Table1 shows a summary of the identified SNPs. Among all CTCF ChIP samples, the total number of SNPs discovered was proportional to the number of aligned reads, with an average of about 150,000 SNPs per individual. Since different transcription factors have different binding properties, the same number of reads may lead to different genome coverage. For example, RNAPII ChIP-seq in GM12878 had more aligned reads than H3K4me3 ChIP-seq, but the fraction of the genome covered by more than 5 reads in RNAPII ChIP-seq (0.55%) was less than that in H3K4me3 ChIP-seq. As a result, more SNPs were discovered in H3K4me3 ChIP-seq than in RNAPII. The transition to transversion ratio (Ti/Tv) for de novo identified SNPs was around 2.1, close to what is estimated in mammals [19,24].
In the pilot phase of the 1000 Genomes Project, two trios with both parents and a child (CEU and YRI) were sequenced to an average depth of 42X coverage, and complete genotype information for these six individuals was published . To test whether the SNPs we discovered from our ChIP-seq data from these samples were in agreement with the published genotypes, we performed overlap analysis between SNPs discovered from CTCF ChIP-seq and those published by the 1000 Genomes Project (Pilot 2 SNPs, July, 2010 release).
More than 90% of the SNPs we identified de novo using CTCF ChIP-seq data in the previously resequenced cell lines overlapped Pilot 2 SNP calls. Because DNA recovered after ChIP represents only a small portion of the genome, we discovered only 3-7% of all Pilot 2 SNPs. However, if we considered only Pilot 2 SNPs within regions where we had at least 5X coverage in the CTCF ChIP, more than 70% of such Pilot 2 SNPs were recovered in our discovery (Table2). Furthermore, the percent recovery of Pilot 2 SNPs in ChIP-ed regions correlated well with the proportion of the genome covered in ChIP-ed regions (Additional file 1: Figure S2). SNPs we discovered from ChIPseq datasets for RNAPII and H3K4me3 in GM12878 also showed the same high overlap with Pilot 2 SNPs in this cell line (Table2).
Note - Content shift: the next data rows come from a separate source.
//! Factions and player statuses
//!
//! Both carry an opaque localization key; the engine never renders them.

use serde::{Deserialize, Serialize};

/// The side a role wins with
#[derive(Debug, Clone, Copy, PartialEq, Eq, Hash, Serialize, Deserialize)]
pub enum Faction {
    /// Defending majority
    Villager,
    /// Attacking faction
    Werewolf,
    /// Independent trickster whose survival overrides both main factions
    Fox,
    /// Independent that wins by getting executed
    Teruteru,
}

impl Faction {
    pub fn key(&self) -> &'static str {
        match self {
            Faction::Villager => "TeamVillager",
            Faction::Werewolf => "TeamWerewolf",
            Faction::Fox => "TeamFox",
            Faction::Teruteru => "TeamTeruteru",
        }
    }

    pub fn is_neutral(&self) -> bool {
        matches!(self, Faction::Fox | Faction::Teruteru)
    }
}

impl std::fmt::Display for Faction {
    fn fmt(&self, f: &mut std::fmt::Formatter<'_>) -> std::fmt::Result {
        f.write_str(self.key())
    }
}

/// Life status of a player
#[derive(Debug, Clone, Copy, PartialEq, Eq, Hash, Serialize, Deserialize)]
pub enum PlayerStatus {
    Alive,
    /// Died to the night attack
    Killed,
    /// Removed by the day vote
    Executed,
    /// Died from being divined (Fox)
    Cursed,
    /// Taken down by a revenge ability
    Revenged,
}

impl PlayerStatus {
    pub fn key(&self) -> &'static str {
        match self {
            PlayerStatus::Alive => "Alive",
            PlayerStatus::Killed => "Killed",
            PlayerStatus::Executed => "Executed",
            PlayerStatus::Cursed => "Cursed",
            PlayerStatus::Revenged => "Revenged",
        }
    }
}

impl std::fmt::Display for PlayerStatus {
    fn fmt(&self, f: &mut std::fmt::Formatter<'_>) -> std::fmt::Result {
        f.write_str(self.key())
    }
}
To independently verify SNPs found in ChIP-seq data, we carried out Sanger sequencing of genomic DNA at several randomly selected loci. We examined a total of 133 sites across 8 cell lines. All tested sites except for six were confirmed to be correctly identified SNPs, suggesting a 5% error rate for our ChIP-seq genotypes (Table2, Additional file 1: Figure S3). However, 2 of these 6 discrepancies were cases where the genotype called by ChIP-seq matched the 1000 Genomes genotype, and in the remaining cases, either the alleles identified by ChIP-seq matched the alleles known to occur at that location, or the discrepancy could be explained by low sequencing coverage by ChIP-seq, suggesting that our error rate is in fact lower (Additional file 1: Table S1).
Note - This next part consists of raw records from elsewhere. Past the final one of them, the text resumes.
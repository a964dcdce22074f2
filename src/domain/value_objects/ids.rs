//! Strongly-typed identifiers for domain entities

use serde::{Deserialize, Serialize};
use uuid::Uuid;

macro_rules! define_id {
    ($name:ident) => {
        #[derive(Debug, Clone, Copy, PartialEq, Eq, Hash, Serialize, Deserialize)]
        pub struct $name(Uuid);

        impl $name {
            pub fn new() -> Self {
                Self(Uuid::new_v4())
            }

            pub fn from_uuid(uuid: Uuid) -> Self {
                Self(uuid)
            }

            pub fn as_uuid(&self) -> &Uuid {
                &self.0
            }
        }

        impl Default for $name {
            fn default() -> Self {
                Self::new()
            }
        }

        impl std::fmt::Display for $name {
            fn fmt(&self, f: &mut std::fmt::Formatter<'_>) -> std::fmt::Result {
                write!(f, "{}", self.0)
            }
        }

        impl From<Uuid> for $name {
            fn from(uuid: Uuid) -> Self {
                Self(uuid)
            }
        }
    };
}

define_id!(GameId);

/// Opaque handle of a participant as issued by the chat platform.
///
/// The engine never interprets the value; it only compares it.
#[derive(Debug, Clone, Copy, PartialEq, Eq, Hash, PartialOrd, Ord, Serialize, Deserialize)]
pub struct PlayerId(u64);

impl PlayerId {
    pub fn new(raw: u64) -> Self {
        Self(raw)
    }

    pub fn as_u64(&self) -> u64 {
        self.0
    }
}

impl std::fmt::Display for PlayerId {
    fn fmt(&self, f: &mut std::fmt::Formatter<'_>) -> std::fmt::Result {
        write!(f, "{}", self.0)
    }
}

impl From<u64> for PlayerId {
    fn from(raw: u64) -> Self {
        Self(raw)
    }
}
The overlap between ChIP and Pilot 2 SNPs described above consider a SNP as overlapping between the two sets when their location and the called alt allele was the same. If we required an exact genotype match between the two sets, the percent overlap was somewhat lower (Additional file 1: Figure S4A). ChIP SNPs had a lower heterozygosity rate than Pilot 2 SNPs, suggesting that some heterozygous SNPs had insufficient read coverage and therefore were called homozygous (Additional file 1: Figure S4B). If we filtered out SNPs with low read coverage, the heterozygosity rate of ChIP SNPs was similar to that of Pilot 2 SNPs, and the exact genotype overlap between ChIP SNPs and Pilot 2 SNPs was also restored to about 90% (Additional file 1: Figure S4C). We were also able to identify small indels from ChIP-seq data and the majority of these indels also overlapped with those called by the 1000 Genomes Project (Additional file 1: Table S2).
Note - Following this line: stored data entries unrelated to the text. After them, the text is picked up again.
//! Translation table - In-memory `LocalizationPort` adapter
//!
//! Ships English and Japanese strings for every key the engine emits. A JSON
//! file of the shape `{ "locale": { "key": "text" } }` can be merged on top to
//! override or add strings.

use std::collections::HashMap;
use std::path::Path;

use anyhow::{Context, Result};

use crate::application::ports::outbound::LocalizationPort;

const EN: &[(&str, &str)] = &[
    // Roles
    ("Villager", "Villager"),
    ("Werewolf", "Werewolf"),
    ("Seer", "Seer"),
    ("Hunter", "Hunter"),
    ("Medium", "Medium"),
    ("Bakery", "Baker"),
    ("Nekomata", "Nekomata"),
    ("Madmate", "Madmate"),
    ("BlackCat", "Black Cat"),
    ("Fox", "Fox"),
    ("Teruteru", "Teruteru"),
    ("VillagerDescription", "You have no ability. Find the werewolves through discussion."),
    ("WerewolfDescription", "Each night from the second on, choose a player to attack with the other werewolves."),
    ("SeerDescription", "Each night, divine a player to learn whether they are a werewolf."),
    ("HunterDescription", "Each night, choose a player to protect from the attack."),
    ("MediumDescription", "Each night, learn whether the player executed the day before was a werewolf."),
    ("BakeryDescription", "While you live, the village gets fresh bread every morning."),
    ("NekomataDescription", "If you are executed, you take one random player with you."),
    ("MadmateDescription", "You side with the werewolves but read as a villager."),
    ("BlackCatDescription", "You side with the werewolves. If you are executed, you take one random player with you."),
    ("FoxDescription", "The attack cannot kill you, but being divined will. Survive to the end."),
    ("TeruteruDescription", "Get yourself executed."),
    ("VillagerWinCondition", "Eliminate every werewolf."),
    ("WerewolfWinCondition", "Make the werewolves at least half of the survivors."),
    ("MadmateWinCondition", "Help the werewolves win."),
    ("FoxWinCondition", "Be alive when either side wins."),
    ("TeruteruWinCondition", "Be executed."),
    // Factions
    ("TeamVillager", "the villagers"),
    ("TeamWerewolf", "the werewolves"),
    ("TeamFox", "the fox"),
    ("TeamTeruteru", "the teruteru"),
    // Statuses
    ("Alive", "Alive"),
    ("Killed", "Killed"),
    ("Executed", "Executed"),
    ("Cursed", "Cursed"),
    ("Revenged", "Taken down"),
    // Notices
    ("RoleReveal", "Your role is {role}. {description}\nYou win with {faction}: {win_condition}"),
    ("NightStarted", "Night {turn} has fallen. Check your direct messages."),
    ("NightEnded", "The night is over. Return to the game channel."),
    ("GuardSet", "You will protect {target} tonight."),
    ("FortuneResult", "{target} belongs to {faction}."),
    ("MediumResult", "The executed {target} belonged to {faction}."),
    ("AttackAttempted", "The werewolves attack {target}."),
    ("DayStarted", "Morning of day {turn}. Died overnight: {victims}"),
    ("NoVictims", "nobody"),
    ("BreadDelivered", "Fresh bread has been delivered."),
    ("NoBread", "There is no bread this morning."),
    ("ExecutionResult", "{target} was executed."),
    ("NoExecution", "Nobody was executed."),
    ("AbilityDeath", "{target} died ({status})."),
    ("BallotRejected", "Your choice was not accepted: {reason}"),
    ("GameOver", "Victory for {faction}! Winners: {winners}"),
    ("FinalResult", "{player}: {status} - {role}"),
    // Ballots
    ("BallotNotEligible", "you cannot vote in this round"),
    ("BallotAlreadyVoted", "you have already voted"),
    ("BallotInvalidTarget", "that player is not a candidate"),
    ("BallotSkipNotAllowed", "you cannot skip this choice"),
    // Choices
    ("ChooseDivineTarget", "Choose a player to divine"),
    ("ChooseGuardTarget", "Choose a player to protect"),
    ("ChooseAttackTarget", "Choose a player to attack"),
    ("ChooseExecuteTarget", "Choose a player to execute"),
];

const JA: &[(&str, &str)] = &[
    // Roles
    ("Villager", "村人"),
    ("Werewolf", "人狼"),
    ("Seer", "占い師"),
    ("Hunter", "狩人"),
    ("Medium", "霊媒師"),
    ("Bakery", "パン屋"),
    ("Nekomata", "猫又"),
    ("Madmate", "狂人"),
    ("BlackCat", "黒猫"),
    ("Fox", "妖狐"),
    ("Teruteru", "てるてる"),
    ("VillagerDescription", "能力はありません。議論で人狼を見つけ出してください。"),
    ("WerewolfDescription", "2日目以降の夜、仲間と襲撃対象を選びます。"),
    ("SeerDescription", "毎晩1人を占い、人狼かどうかを知ることができます。"),
    ("HunterDescription", "毎晩1人を選び、襲撃から守ります。"),
    ("MediumDescription", "前日に処刑されたプレイヤーが人狼だったかを知ることができます。"),
    ("BakeryDescription", "生きている間、毎朝パンが届きます。"),
    ("NekomataDescription", "処刑されると、ランダムに1人を道連れにします。"),
    ("MadmateDescription", "人狼陣営ですが、占いでは村人と判定されます。"),
    ("BlackCatDescription", "人狼陣営です。処刑されると、ランダムに1人を道連れにします。"),
    ("FoxDescription", "襲撃では死にませんが、占われると死亡します。最後まで生き残ってください。"),
    ("TeruteruDescription", "処刑されることが目的です。"),
    ("VillagerWinCondition", "人狼を全員追放すること。"),
    ("WerewolfWinCondition", "人狼の数を生存者の半数以上にすること。"),
    ("MadmateWinCondition", "人狼陣営を勝利させること。"),
    ("FoxWinCondition", "どちらかの陣営が勝利した時に生存していること。"),
    ("TeruteruWinCondition", "処刑されること。"),
    // Factions
    ("TeamVillager", "村人陣営"),
    ("TeamWerewolf", "人狼陣営"),
    ("TeamFox", "妖狐"),
    ("TeamTeruteru", "てるてる"),
    // Statuses
    ("Alive", "生存"),
    ("Killed", "襲撃死"),
    ("Executed", "処刑"),
    ("Cursed", "呪殺"),
    ("Revenged", "道連れ"),
    // Notices
    ("RoleReveal", "あなたの役職は{role}です。{description}\n{faction}: {win_condition}"),
    ("NightStarted", "{turn}日目の夜になりました。DMを確認してください。"),
    ("NightEnded", "夜が明けました。ゲームチャンネルに戻ってください。"),
    ("GuardSet", "{target}を守ります。"),
    ("FortuneResult", "{target}は{faction}です。"),
    ("MediumResult", "処刑された{target}は{faction}でした。"),
    ("AttackAttempted", "{target}を襲撃します。"),
    ("DayStarted", "{turn}日目の朝になりました。本日の死亡者: {victims}"),
    ("NoVictims", "なし"),
    ("BreadDelivered", "パンが届きました。"),
    ("NoBread", "今朝はパンが届きませんでした。"),
    ("ExecutionResult", "{target}が処刑されました。"),
    ("NoExecution", "誰も処刑されませんでした。"),
    ("AbilityDeath", "{target}が死亡しました（{status}）。"),
    ("BallotRejected", "選択は受け付けられませんでした: {reason}"),
    ("GameOver", "{faction}の勝利！ 勝者: {winners}"),
    ("FinalResult", "{player} {status} - {role}"),
    // Ballots
    ("BallotNotEligible", "この投票には参加できません"),
    ("BallotAlreadyVoted", "すでに投票済みです"),
    ("BallotInvalidTarget", "そのプレイヤーは候補ではありません"),
    ("BallotSkipNotAllowed", "スキップはできません"),
    // Choices
    ("ChooseDivineTarget", "占い対象を選んでください"),
    ("ChooseGuardTarget", "護衛対象を選んでください"),
    ("ChooseAttackTarget", "襲撃対象を選んでください"),
    ("ChooseExecuteTarget", "処刑対象を選んでください"),
];

/// Locale -> key -> text
#[derive(Debug, Clone, Default)]
pub struct TranslationTable {
    tables: HashMap<String, HashMap<String, String>>,
}

impl TranslationTable {
    /// Table with the bundled English and Japanese strings
    pub fn builtin() -> Self {
        let mut table = Self::default();
        table.merge("en", EN.iter().map(|(k, v)| (k.to_string(), v.to_string())));
        table.merge("ja", JA.iter().map(|(k, v)| (k.to_string(), v.to_string())));
        table
    }

    /// Add or override strings for `locale`
    pub fn merge(&mut self, locale: &str, entries: impl IntoIterator<Item = (String, String)>) {
        self.tables.entry(locale.to_string()).or_default().extend(entries);
    }

    /// Merge a JSON translation file over the current table
    pub fn merge_file(&mut self, path: &Path) -> Result<()> {
        let raw = std::fs::read_to_string(path)
            .with_context(|| format!("Failed to read translations from {}", path.display()))?;
        let parsed: HashMap<String, HashMap<String, String>> = serde_json::from_str(&raw)
            .with_context(|| format!("Invalid translation file {}", path.display()))?;

        for (locale, entries) in parsed {
            tracing::debug!(locale = %locale, entries = entries.len(), "Merging translations");
            self.merge(&locale, entries);
        }
        Ok(())
    }
}

impl LocalizationPort for TranslationTable {
    fn resolve(&self, key: &str, locale: &str) -> String {
        self.tables
            .get(locale)
            .and_then(|entries| entries.get(key))
            .cloned()
            .unwrap_or_else(|| key.to_string())
    }
}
In order to characterize in more detail the SNPs we discovered de novo from ChIP-seq data, we separated them into SNPs that overlapped with those found by the 1000 Genomes Project Pilot 2 dataset (referred to here as G1000 SNPs) and those that were not found in Pilot 2 and were therefore novel (novel SNPs). First, we established by genomic sequencing that our novel SNPs were as accurate as G1000 SNPs (Table2, Additional file 1: Figure S3). We next investigated whether G1000 SNPs were different from novel SNPs in terms of their quality metrics. SNP quality scores reported by the GATK pipeline are Phred-scaled probability scores of the existence of a polymorphism. We found that the median quality scores of novel SNPs were equal to or greater than the mean quality scores of G1000 SNPs (Figure1A). We then compared the genotype scores which represent the confidence of the genotype called between G1000 SNPs and novel SNPs, and found that novel SNPs had equal or higher genotype scores than G1000 SNPs (Figure1B). We also examined the distribution of SNPs among six individuals. If novel SNPs were largely erroneous, they might be expected to be found in a single individual but not shared across multiple individuals. However, more than half of the novel SNPs we found were observed in at least 3 individuals and the overall distribution across individuals was also indistinguishable between G1000 and novel SNPs (Figure1C, Additional file 1: Figure S5). Finally, we checked our novel SNPs against the larger set of SNP calls made by the 1000 Genomes project at low coverage across a large number of individuals from the same populations. 71% - 86% of the SNPs that were novel in a given cell type were indeed found in other individuals in the low coverage set, suggesting that they were not spurious (Additional file 1: Table S3).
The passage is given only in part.